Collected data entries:
☆ ☆ ☆ ☆ ☆
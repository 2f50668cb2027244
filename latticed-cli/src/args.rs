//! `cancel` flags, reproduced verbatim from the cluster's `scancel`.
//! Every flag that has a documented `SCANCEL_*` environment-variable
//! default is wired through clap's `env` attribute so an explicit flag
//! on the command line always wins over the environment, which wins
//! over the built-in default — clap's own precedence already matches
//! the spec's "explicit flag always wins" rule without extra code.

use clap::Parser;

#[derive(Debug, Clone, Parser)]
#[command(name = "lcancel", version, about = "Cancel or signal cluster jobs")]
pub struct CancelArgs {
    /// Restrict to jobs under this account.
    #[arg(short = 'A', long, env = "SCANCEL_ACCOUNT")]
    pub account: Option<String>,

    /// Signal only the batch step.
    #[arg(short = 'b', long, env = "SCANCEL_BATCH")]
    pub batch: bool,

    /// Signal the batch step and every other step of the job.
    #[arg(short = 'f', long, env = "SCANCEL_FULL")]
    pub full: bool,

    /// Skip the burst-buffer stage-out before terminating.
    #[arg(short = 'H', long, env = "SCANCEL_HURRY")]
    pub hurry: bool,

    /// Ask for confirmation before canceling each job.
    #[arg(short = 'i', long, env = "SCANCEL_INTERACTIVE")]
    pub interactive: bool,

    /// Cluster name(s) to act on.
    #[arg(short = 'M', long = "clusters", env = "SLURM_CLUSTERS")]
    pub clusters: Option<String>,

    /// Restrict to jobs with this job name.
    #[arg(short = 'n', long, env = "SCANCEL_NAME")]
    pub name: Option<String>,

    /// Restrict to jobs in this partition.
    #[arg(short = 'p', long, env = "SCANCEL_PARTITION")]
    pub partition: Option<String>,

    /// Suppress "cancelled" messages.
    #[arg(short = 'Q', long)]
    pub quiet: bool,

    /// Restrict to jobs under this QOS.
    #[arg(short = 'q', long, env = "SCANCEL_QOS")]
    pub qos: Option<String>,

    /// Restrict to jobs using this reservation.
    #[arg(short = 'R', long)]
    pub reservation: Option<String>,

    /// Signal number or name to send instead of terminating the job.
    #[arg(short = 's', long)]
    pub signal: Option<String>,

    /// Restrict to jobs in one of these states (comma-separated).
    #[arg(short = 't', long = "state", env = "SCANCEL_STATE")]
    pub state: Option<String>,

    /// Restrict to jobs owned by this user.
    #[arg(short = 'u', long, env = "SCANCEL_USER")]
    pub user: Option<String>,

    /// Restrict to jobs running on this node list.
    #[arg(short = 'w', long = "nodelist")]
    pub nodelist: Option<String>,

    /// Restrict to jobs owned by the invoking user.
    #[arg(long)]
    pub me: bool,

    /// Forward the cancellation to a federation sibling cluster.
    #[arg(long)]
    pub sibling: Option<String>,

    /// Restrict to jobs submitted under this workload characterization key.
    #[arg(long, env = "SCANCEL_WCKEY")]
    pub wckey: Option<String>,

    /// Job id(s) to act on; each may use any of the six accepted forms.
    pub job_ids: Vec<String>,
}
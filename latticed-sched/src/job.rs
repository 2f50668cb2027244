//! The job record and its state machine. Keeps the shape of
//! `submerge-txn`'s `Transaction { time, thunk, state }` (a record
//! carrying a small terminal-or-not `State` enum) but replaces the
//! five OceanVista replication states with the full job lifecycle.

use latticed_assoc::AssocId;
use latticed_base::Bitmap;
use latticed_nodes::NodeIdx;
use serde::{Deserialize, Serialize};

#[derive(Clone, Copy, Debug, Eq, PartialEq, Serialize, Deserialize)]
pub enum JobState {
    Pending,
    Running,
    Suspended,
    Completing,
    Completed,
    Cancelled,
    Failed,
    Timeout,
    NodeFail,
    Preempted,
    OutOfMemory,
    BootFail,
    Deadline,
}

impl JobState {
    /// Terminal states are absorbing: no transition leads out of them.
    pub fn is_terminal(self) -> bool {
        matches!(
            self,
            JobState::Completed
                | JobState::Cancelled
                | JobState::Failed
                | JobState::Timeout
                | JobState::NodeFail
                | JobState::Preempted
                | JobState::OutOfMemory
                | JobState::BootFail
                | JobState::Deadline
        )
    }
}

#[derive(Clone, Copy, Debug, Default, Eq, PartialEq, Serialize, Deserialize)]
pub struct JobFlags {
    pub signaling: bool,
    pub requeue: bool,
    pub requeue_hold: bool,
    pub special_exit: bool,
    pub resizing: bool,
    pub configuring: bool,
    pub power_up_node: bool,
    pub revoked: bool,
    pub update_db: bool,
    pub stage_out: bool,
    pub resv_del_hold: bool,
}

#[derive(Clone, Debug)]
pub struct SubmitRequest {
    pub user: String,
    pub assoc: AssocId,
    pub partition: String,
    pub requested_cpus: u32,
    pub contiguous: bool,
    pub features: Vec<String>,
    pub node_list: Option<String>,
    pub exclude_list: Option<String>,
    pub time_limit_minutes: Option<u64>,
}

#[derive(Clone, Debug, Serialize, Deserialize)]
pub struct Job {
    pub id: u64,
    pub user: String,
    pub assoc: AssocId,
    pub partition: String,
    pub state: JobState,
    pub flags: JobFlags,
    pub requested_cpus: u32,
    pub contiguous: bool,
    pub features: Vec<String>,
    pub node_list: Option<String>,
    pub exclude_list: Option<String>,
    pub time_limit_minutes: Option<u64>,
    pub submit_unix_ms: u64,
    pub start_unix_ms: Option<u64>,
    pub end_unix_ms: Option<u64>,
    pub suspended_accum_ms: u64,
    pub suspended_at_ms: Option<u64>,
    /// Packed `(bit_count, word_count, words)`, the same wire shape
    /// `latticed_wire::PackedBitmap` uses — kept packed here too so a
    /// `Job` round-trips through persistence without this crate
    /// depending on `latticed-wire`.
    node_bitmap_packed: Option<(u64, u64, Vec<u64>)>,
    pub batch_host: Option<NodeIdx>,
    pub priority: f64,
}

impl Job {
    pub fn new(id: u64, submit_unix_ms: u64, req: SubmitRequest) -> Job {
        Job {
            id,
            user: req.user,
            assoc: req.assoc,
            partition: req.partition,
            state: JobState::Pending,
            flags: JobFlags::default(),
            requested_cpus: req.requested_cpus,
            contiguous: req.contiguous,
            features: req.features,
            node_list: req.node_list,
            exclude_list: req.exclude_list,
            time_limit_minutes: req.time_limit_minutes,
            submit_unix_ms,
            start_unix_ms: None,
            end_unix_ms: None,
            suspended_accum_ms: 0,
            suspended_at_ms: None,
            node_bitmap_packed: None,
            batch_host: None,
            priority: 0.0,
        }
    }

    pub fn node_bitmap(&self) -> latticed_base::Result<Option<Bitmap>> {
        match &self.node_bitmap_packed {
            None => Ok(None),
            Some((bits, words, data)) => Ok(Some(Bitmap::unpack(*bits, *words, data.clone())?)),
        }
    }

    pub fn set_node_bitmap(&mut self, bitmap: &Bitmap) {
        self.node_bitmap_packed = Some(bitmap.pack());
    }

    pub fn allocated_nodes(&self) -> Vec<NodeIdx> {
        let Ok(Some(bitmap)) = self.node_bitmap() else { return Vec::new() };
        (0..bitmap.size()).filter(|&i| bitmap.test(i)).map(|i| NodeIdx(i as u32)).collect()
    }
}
☆ ☆ ☆ ☆ ☆
After reading the records above, say how many lines hold the string "Deserialize", using only a number.

4